= Activity =
Could you copy out every line of the data where the word "paths" occurs?

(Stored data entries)
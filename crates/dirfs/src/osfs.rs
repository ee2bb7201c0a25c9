//! A `FileSystem` over a local directory.

use {
    crate::utils::file_info,
    async_trait::async_trait,
    filetime::FileTime,
    log::warn,
    std::{
        io::{self, SeekFrom},
        os::unix::fs::PermissionsExt,
        path::{Path, PathBuf},
    },
    stor9p::{
        Access, Error, OpenMode, Result,
        dir::DirStream,
        dm,
        fs::{FileInfo, FileSystem, RandomAccess},
        io_err, res,
    },
    tokio::{
        fs,
        io::{AsyncReadExt, AsyncSeekExt, AsyncWriteExt},
        sync::Mutex,
    },
    tokio_stream::{StreamExt, wrappers::ReadDirStream},
};

fn os_err(e: io::Error) -> Error {
    match e.kind() {
        io::ErrorKind::NotFound => Error::NotFound,
        io::ErrorKind::PermissionDenied => Error::PermissionDenied,
        _ => Error::Io(e),
    }
}

/// Unix permission bits for a `Dir.mode` permission word.
fn unix_perm(perm: u32) -> u32 {
    let mut mode = perm & dm::PERM;
    if perm & dm::SETUID != 0 {
        mode |= 0o4000;
    }
    if perm & dm::SETGID != 0 {
        mode |= 0o2000;
    }
    mode
}

fn open_options(mode: OpenMode) -> fs::OpenOptions {
    let mut options = fs::OpenOptions::new();
    match mode.access {
        Access::Read | Access::Exec => options.read(true),
        Access::Write => options.write(true),
        Access::ReadWrite => options.read(true).write(true),
    };
    options.truncate(mode.truncate && mode.is_writable());
    options
}

pub struct OsFs {
    root: PathBuf,
}

impl OsFs {
    pub fn new(root: impl Into<PathBuf>) -> OsFs {
        OsFs { root: root.into() }
    }

    fn real(&self, path: &str) -> PathBuf {
        match path {
            "." => self.root.clone(),
            path => self.root.join(path),
        }
    }
}

#[async_trait]
impl FileSystem for OsFs {
    type File = OsFile;
    type Dir = OsDir;

    async fn stat(&self, path: &str) -> Result<FileInfo> {
        let attr = fs::symlink_metadata(self.real(path)).await.map_err(os_err)?;
        let name = path.rsplit('/').next().unwrap_or(path).to_owned();
        Ok(file_info(name, &attr))
    }

    async fn open(&self, path: &str, mode: OpenMode) -> Result<OsFile> {
        let file = open_options(mode)
            .open(self.real(path))
            .await
            .map_err(os_err)?;
        Ok(OsFile::new(file))
    }

    async fn open_dir(&self, path: &str) -> Result<OsDir> {
        let entries = fs::read_dir(self.real(path)).await.map_err(os_err)?;
        Ok(OsDir {
            entries: ReadDirStream::new(entries),
        })
    }

    async fn create(&self, path: &str, perm: u32, mode: OpenMode) -> Result<OsFile> {
        let mut options = open_options(mode);
        let file = options
            .create_new(true)
            .write(true)
            .mode(unix_perm(perm))
            .open(self.real(path))
            .await
            .map_err(os_err)?;
        Ok(OsFile::new(file))
    }

    async fn mkdir(&self, path: &str, perm: u32) -> Result<()> {
        fs::DirBuilder::new()
            .mode(unix_perm(perm))
            .create(self.real(path))
            .await
            .map_err(os_err)
    }

    async fn remove(&self, path: &str) -> Result<()> {
        let real = self.real(path);
        match fs::symlink_metadata(&real).await.map_err(os_err)? {
            ref attr if attr.is_dir() => fs::remove_dir(&real).await,
            _ => fs::remove_file(&real).await,
        }
        .map_err(os_err)
    }

    async fn rename(&self, from: &str, to: &str) -> Result<()> {
        fs::rename(self.real(from), self.real(to))
            .await
            .map_err(os_err)
    }

    async fn chmod(&self, path: &str, perm: u32) -> Result<()> {
        fs::set_permissions(self.real(path), PermissionsExt::from_mode(unix_perm(perm)))
            .await
            .map_err(os_err)
    }

    async fn truncate(&self, path: &str, length: u64) -> Result<()> {
        fs::OpenOptions::new()
            .write(true)
            .open(self.real(path))
            .await
            .map_err(os_err)?
            .set_len(length)
            .await
            .map_err(os_err)
    }

    async fn set_mtime(&self, path: &str, mtime: u32) -> Result<()> {
        let real = self.real(path);
        tokio::task::spawn_blocking(move || {
            filetime::set_file_mtime(&real, FileTime::from_unix_time(mtime as i64, 0))
        })
        .await
        .map_err(|e| Error::Io(io::Error::other(e)))?
        .map_err(os_err)
    }
}

/// An open local file. Reads and writes seek first, so one handle is
/// used by one request at a time.
pub struct OsFile {
    file: Mutex<fs::File>,
}

impl OsFile {
    fn new(file: fs::File) -> OsFile {
        OsFile {
            file: Mutex::new(file),
        }
    }
}

#[async_trait]
impl RandomAccess for OsFile {
    async fn read_at(&self, buf: &mut [u8], offset: u64) -> Result<usize> {
        let mut file = self.file.lock().await;
        file.seek(SeekFrom::Start(offset)).await?;
        Ok(file.read(buf).await?)
    }

    async fn write_at(&self, buf: &[u8], offset: u64) -> Result<usize> {
        let mut file = self.file.lock().await;
        file.seek(SeekFrom::Start(offset)).await?;
        file.write_all(buf).await?;
        file.flush().await?;
        Ok(buf.len())
    }

    async fn close(&self) -> Result<()> {
        Ok(self.file.lock().await.sync_all().await?)
    }
}

/// A directory listed incrementally from the OS.
pub struct OsDir {
    entries: ReadDirStream,
}

#[async_trait]
impl DirStream for OsDir {
    async fn read_dir(&mut self, n: isize) -> Result<Option<Vec<FileInfo>>> {
        let mut batch = Vec::new();
        while n <= 0 || batch.len() < n as usize {
            let Some(entry) = self.entries.next().await else {
                break;
            };
            let entry = entry?;
            let name = entry.file_name().to_string_lossy().into_owned();
            // gone since the listing was read, or not searchable
            let attr = match entry.metadata().await {
                Ok(attr) => attr,
                Err(e) => {
                    warn!("Skipping directory entry {:?}: {}", name, e);
                    continue;
                }
            };
            batch.push(file_info(name, &attr));
        }

        if n > 0 && batch.is_empty() {
            return Ok(None);
        }
        Ok(Some(batch))
    }
}

/// Check that `path` can serve as an export root, creating it if missing.
pub async fn check_root(path: &Path) -> Result<()> {
    if !fs::try_exists(path).await? {
        fs::create_dir_all(path).await?;
    }
    if !fs::metadata(path).await?.is_dir() {
        return res!(io_err!(Other, "export root must be a directory"));
    }
    Ok(())
}
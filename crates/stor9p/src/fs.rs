//! Serving a hierarchical filesystem through the backend contract.
//!
//! A [`FileSystem`] addresses objects by slash-separated paths relative to
//! the export root `"."`. [`FsSrv`] and [`FsFid`] turn one into a
//! [`Srv`](crate::backend::Srv): each fid remembers a path, walks join and
//! clean paths lexically, and open binds either a file handle or a
//! [`DirReader`] to the fid.

use {
    crate::{
        backend::{Fid, Srv},
        dir::{DirReader, DirStream},
        error::Error,
        fcall::{Dir, OpenMode, QId, QIdType, dm},
        res,
        utils::Result,
    },
    async_trait::async_trait,
    std::sync::{Arc, OnceLock},
    tokio::sync::{Mutex, RwLock},
};

/// Owner reported when the filesystem does not know one.
pub const DEFAULT_USER: &str = "none";

/// Mode bits that encode the kind of object rather than its permissions.
const KIND_BITS: u32 = 0xff00_0000;

/// Backend-neutral description of one object.
#[derive(Clone, Debug, Default, PartialEq, Eq)]
pub struct FileInfo {
    /// Last path element
    pub name: String,
    /// Kind and permission bits, see [`dm`]
    pub mode: u32,
    pub length: u64,
    pub atime: u32,
    pub mtime: u32,
    /// Identifier stable for the object's lifetime, such as an inode number
    pub id: u64,
    pub uid: Option<String>,
    pub gid: Option<String>,
    pub muid: Option<String>,
}

impl FileInfo {
    pub fn is_dir(&self) -> bool {
        self.mode & dm::DIR != 0
    }

    pub fn qid(&self) -> QId {
        QId {
            typ: QIdType::from_mode(self.mode),
            version: (self.mtime as u64 ^ (self.length << 8)) as u32,
            path: self.id,
        }
    }

    pub fn to_dir(&self) -> Dir {
        let user = |u: &Option<String>| u.clone().unwrap_or_else(|| DEFAULT_USER.to_owned());
        Dir {
            typ: 0,
            dev: 0,
            qid: self.qid(),
            mode: self.mode,
            atime: self.atime,
            mtime: self.mtime,
            length: self.length,
            name: match self.name.as_str() {
                "." => "/".to_owned(),
                name => name.to_owned(),
            },
            uid: user(&self.uid),
            gid: user(&self.gid),
            muid: user(&self.muid),
        }
    }
}

/// Lexically clean a slash-separated path relative to the export root.
///
/// Empty and `.` elements are dropped, `..` removes the previous element
/// and never climbs above the root. The root itself is `"."`.
pub fn clean_path(path: &str) -> String {
    let mut elems: Vec<&str> = Vec::new();
    for elem in path.split('/') {
        match elem {
            "" | "." => {}
            ".." => {
                elems.pop();
            }
            elem => elems.push(elem),
        }
    }

    if elems.is_empty() {
        ".".to_owned()
    } else {
        elems.join("/")
    }
}

/// Path of `name` inside the directory `dir`.
pub fn join_path(dir: &str, name: &str) -> String {
    clean_path(&format!("{}/{}", dir, name))
}

/// Split a cleaned path into its parent and last element.
fn split_path(path: &str) -> (&str, &str) {
    match path.rsplit_once('/') {
        Some((parent, name)) => (parent, name),
        None => (".", path),
    }
}

fn check_name(name: &str) -> Result<()> {
    match name {
        "" | "." | ".." => res!(Error::IllegalName),
        name if name.contains('/') => res!(Error::IllegalName),
        _ => Ok(()),
    }
}

/// An open file that supports reads and writes at arbitrary offsets.
#[async_trait]
pub trait RandomAccess: Send + Sync + 'static {
    async fn read_at(&self, buf: &mut [u8], offset: u64) -> Result<usize>;

    async fn write_at(&self, _buf: &[u8], _offset: u64) -> Result<usize> {
        Err(Error::NoWrite)
    }

    async fn close(&self) -> Result<()> {
        Ok(())
    }
}

/// An open file that can only be read or written front to back.
///
/// Wrap it in [`Sequential`] to serve it.
#[async_trait]
pub trait SeqFile: Send + 'static {
    async fn read(&mut self, buf: &mut [u8]) -> Result<usize>;

    async fn write(&mut self, _buf: &[u8]) -> Result<usize> {
        Err(Error::NoWrite)
    }

    async fn close(&mut self) -> Result<()> {
        Ok(())
    }
}

struct SeqState<F> {
    file: F,
    read_offset: u64,
    write_offset: u64,
}

/// Serves a [`SeqFile`] as [`RandomAccess`] as long as reads and writes
/// each continue where the previous one stopped.
pub struct Sequential<F> {
    state: Mutex<SeqState<F>>,
}

impl<F: SeqFile> Sequential<F> {
    pub fn new(file: F) -> Sequential<F> {
        Sequential {
            state: Mutex::new(SeqState {
                file,
                read_offset: 0,
                write_offset: 0,
            }),
        }
    }
}

#[async_trait]
impl<F: SeqFile> RandomAccess for Sequential<F> {
    async fn read_at(&self, buf: &mut [u8], offset: u64) -> Result<usize> {
        let mut state = self.state.lock().await;
        if offset != state.read_offset {
            return res!(Error::BadOffset);
        }

        let mut n = 0;
        while n < buf.len() {
            match state.file.read(&mut buf[n..]).await? {
                0 => break,
                count => n += count,
            }
        }

        state.read_offset += n as u64;
        Ok(n)
    }

    async fn write_at(&self, buf: &[u8], offset: u64) -> Result<usize> {
        let mut state = self.state.lock().await;
        if offset != state.write_offset {
            return res!(Error::BadOffset);
        }

        let mut n = 0;
        while n < buf.len() {
            match state.file.write(&buf[n..]).await? {
                0 => break,
                count => n += count,
            }
        }

        state.write_offset += n as u64;
        Ok(n)
    }

    async fn close(&self) -> Result<()> {
        self.state.lock().await.file.close().await
    }
}

/// A hierarchical store addressed by cleaned, root-relative paths.
///
/// Only lookup, open and listing are required; every mutation defaults to
/// the matching "prohibited" error.
#[async_trait]
pub trait FileSystem: Send + Sync + 'static {
    type File: RandomAccess;
    type Dir: DirStream;

    async fn stat(&self, path: &str) -> Result<FileInfo>;

    /// Open a non-directory. `mode.truncate` asks for the file to be
    /// emptied first.
    async fn open(&self, path: &str, mode: OpenMode) -> Result<Self::File>;

    async fn open_dir(&self, path: &str) -> Result<Self::Dir>;

    /// Create and open a new regular file.
    async fn create(&self, _path: &str, _perm: u32, _mode: OpenMode) -> Result<Self::File> {
        Err(Error::NoCreate)
    }

    async fn mkdir(&self, _path: &str, _perm: u32) -> Result<()> {
        Err(Error::NoCreate)
    }

    async fn remove(&self, _path: &str) -> Result<()> {
        Err(Error::NoRemove)
    }

    async fn rename(&self, _from: &str, _to: &str) -> Result<()> {
        Err(Error::NoWstat)
    }

    /// Change the permission bits.
    async fn chmod(&self, _path: &str, _perm: u32) -> Result<()> {
        Err(Error::NoWstat)
    }

    async fn truncate(&self, _path: &str, _length: u64) -> Result<()> {
        Err(Error::NoWstat)
    }

    async fn set_mtime(&self, _path: &str, _mtime: u32) -> Result<()> {
        Err(Error::NoWstat)
    }
}

/// `Srv` over a [`FileSystem`]. No authentication; `aname` selects the
/// subtree to attach to, the whole export when empty.
pub struct FsSrv<F> {
    fs: Arc<F>,
}

impl<F: FileSystem> FsSrv<F> {
    pub fn new(fs: F) -> FsSrv<F> {
        FsSrv { fs: Arc::new(fs) }
    }
}

#[async_trait]
impl<F: FileSystem> Srv for FsSrv<F> {
    type Fid = FsFid<F>;

    async fn attach(
        &self,
        _afid: Option<&FsFid<F>>,
        _uname: &str,
        aname: &str,
    ) -> Result<(FsFid<F>, QId)> {
        let path = clean_path(aname);
        let info = self.fs.stat(&path).await?;
        let root: Arc<str> = Arc::from(path.as_str());
        Ok((FsFid::new(self.fs.clone(), root, path), info.qid()))
    }
}

enum Handle<F: FileSystem> {
    File(F::File),
    Dir(DirReader<F::Dir>),
}

/// A fid on a [`FileSystem`]: a path plus, once opened, a handle.
///
/// `root` is the path the fid's tree was attached at; walks never leave it.
pub struct FsFid<F: FileSystem> {
    fs: Arc<F>,
    root: Arc<str>,
    path: RwLock<String>,
    handle: OnceLock<Handle<F>>,
}

impl<F: FileSystem> FsFid<F> {
    fn new(fs: Arc<F>, root: Arc<str>, path: String) -> FsFid<F> {
        FsFid {
            fs,
            root,
            path: RwLock::new(path),
            handle: OnceLock::new(),
        }
    }

    fn sibling(&self, path: String) -> FsFid<F> {
        FsFid::new(self.fs.clone(), self.root.clone(), path)
    }

    /// Path of walking `name` from `path`; `..` at the attach root stays put.
    fn step(&self, path: &str, name: &str) -> String {
        match name {
            ".." if path == &*self.root => path.to_owned(),
            name => join_path(path, name),
        }
    }

    /// Current path of the object relative to the export root.
    pub async fn path(&self) -> String {
        self.path.read().await.clone()
    }

    fn bind(&self, handle: Handle<F>) -> Result<()> {
        self.handle.set(handle).map_err(|_| Error::BadFidState)
    }

    async fn open_dir(&self, path: &str, mode: OpenMode) -> Result<Handle<F>> {
        if mode.is_writable() || mode.truncate {
            return res!(Error::PermissionDenied);
        }
        Ok(Handle::Dir(DirReader::new(self.fs.open_dir(path).await?)))
    }
}

#[async_trait]
impl<F: FileSystem> Fid for FsFid<F> {
    async fn walk(&self, names: &[String]) -> Result<(Self, Vec<QId>)> {
        let mut path = self.path().await;
        if names.is_empty() {
            return Ok((self.sibling(path), Vec::new()));
        }

        if !self.fs.stat(&path).await?.is_dir() {
            return res!(Error::WalkNoDir);
        }

        let mut wqids = Vec::with_capacity(names.len());
        for name in names {
            if wqids.last().is_some_and(|qid: &QId| !qid.is_dir()) {
                break;
            }

            let next = self.step(&path, name);
            let info = match check_name_for_walk(name) {
                Ok(()) => self.fs.stat(&next).await,
                Err(e) => Err(e),
            };
            match info {
                Ok(info) => {
                    wqids.push(info.qid());
                    path = next;
                }
                Err(e) if wqids.is_empty() => return Err(e),
                Err(_) => break,
            }
        }

        Ok((self.sibling(path), wqids))
    }

    async fn open(&self, mode: OpenMode) -> Result<(QId, u32)> {
        let path = self.path().await;
        let mut info = self.fs.stat(&path).await?;

        let handle = if info.is_dir() {
            self.open_dir(&path, mode).await?
        } else {
            let file = self.fs.open(&path, mode).await?;
            if mode.truncate {
                info = self.fs.stat(&path).await?;
            }
            Handle::File(file)
        };

        self.bind(handle)?;
        Ok((info.qid(), 0))
    }

    async fn create(&self, name: &str, perm: u32, mode: OpenMode) -> Result<(QId, u32)> {
        check_name(name)?;

        let mut path = self.path.write().await;
        if !self.fs.stat(&path).await?.is_dir() {
            return res!(Error::PermissionDenied);
        }

        let child = join_path(&path, name);
        let handle = if perm & dm::DIR != 0 {
            if mode.is_writable() || mode.truncate {
                return res!(Error::PermissionDenied);
            }
            self.fs.mkdir(&child, perm).await?;
            self.open_dir(&child, mode).await?
        } else {
            Handle::File(self.fs.create(&child, perm, mode).await?)
        };

        let info = self.fs.stat(&child).await?;
        self.bind(handle)?;
        *path = child;
        Ok((info.qid(), 0))
    }

    async fn read_at(&self, buf: &mut [u8], offset: u64) -> Result<usize> {
        match self.handle.get() {
            Some(Handle::File(file)) => file.read_at(buf, offset).await,
            Some(Handle::Dir(dir)) => dir.read_at(buf, offset).await,
            None => res!(Error::BadFidState),
        }
    }

    async fn write_at(&self, buf: &[u8], offset: u64) -> Result<usize> {
        match self.handle.get() {
            Some(Handle::File(file)) => file.write_at(buf, offset).await,
            Some(Handle::Dir(_)) => res!(Error::NoWrite),
            None => res!(Error::BadFidState),
        }
    }

    async fn close(&self) -> Result<()> {
        match self.handle.get() {
            Some(Handle::File(file)) => file.close().await,
            _ => Ok(()),
        }
    }

    async fn remove(&self) -> Result<()> {
        let path = self.path().await;
        if path == "." || path == &*self.root {
            return res!(Error::PermissionDenied);
        }
        self.fs.remove(&path).await
    }

    async fn stat(&self) -> Result<Dir> {
        Ok(self.fs.stat(&self.path().await).await?.to_dir())
    }

    /// Every check runs before the first change. A backend failure part
    /// way through leaves the earlier changes applied.
    async fn wstat(&self, dir: &Dir) -> Result<()> {
        let mut path = self.path.write().await;
        let cur = self.fs.stat(&path).await?;
        let qid = cur.qid();

        // Refuse the whole request before touching anything.
        if !dir.uid.is_empty() || !dir.gid.is_empty() || !dir.muid.is_empty() {
            return res!(Error::NoWstat);
        }
        if (dir.typ != !0 && dir.typ != 0)
            || (dir.dev != !0 && dir.dev != 0)
            || (dir.qid.path != !0 && dir.qid.path != qid.path)
            || (dir.atime != !0 && dir.atime != cur.atime)
        {
            return res!(Error::NoWstat);
        }
        if dir.mode != !0 && (dir.mode ^ cur.mode) & KIND_BITS != 0 {
            return res!(Error::PermissionDenied);
        }
        if dir.length != !0 && cur.is_dir() && dir.length != 0 {
            return res!(Error::PermissionDenied);
        }
        let target = match dir.name.as_str() {
            "" => None,
            name if name == cur.name => None,
            name => {
                check_name(name)?;
                if *path == "." || *path == *self.root {
                    return res!(Error::PermissionDenied);
                }
                let (parent, _) = split_path(&path);
                Some(join_path(parent, name))
            }
        };
        if let Some(target) = &target {
            match self.fs.stat(target).await {
                Ok(_) => return res!(Error::Exists),
                Err(Error::NotFound) => {}
                Err(e) => return Err(e),
            }
        }

        if dir.length != !0 && !cur.is_dir() && dir.length != cur.length {
            self.fs.truncate(&path, dir.length).await?;
        }
        if dir.mode != !0 && dir.mode != cur.mode {
            self.fs.chmod(&path, dir.mode & !KIND_BITS).await?;
        }
        if dir.mtime != !0 && dir.mtime != cur.mtime {
            self.fs.set_mtime(&path, dir.mtime).await?;
        }
        if let Some(target) = target {
            self.fs.rename(&path, &target).await?;
            *path = target;
        }

        Ok(())
    }
}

= Task solution =
//! A [`FileSystem`] addresses objects by slash-separated paths relative to
//! clean paths lexically, and open binds either a file handle or a
/// A hierarchical store addressed by cleaned, root-relative paths.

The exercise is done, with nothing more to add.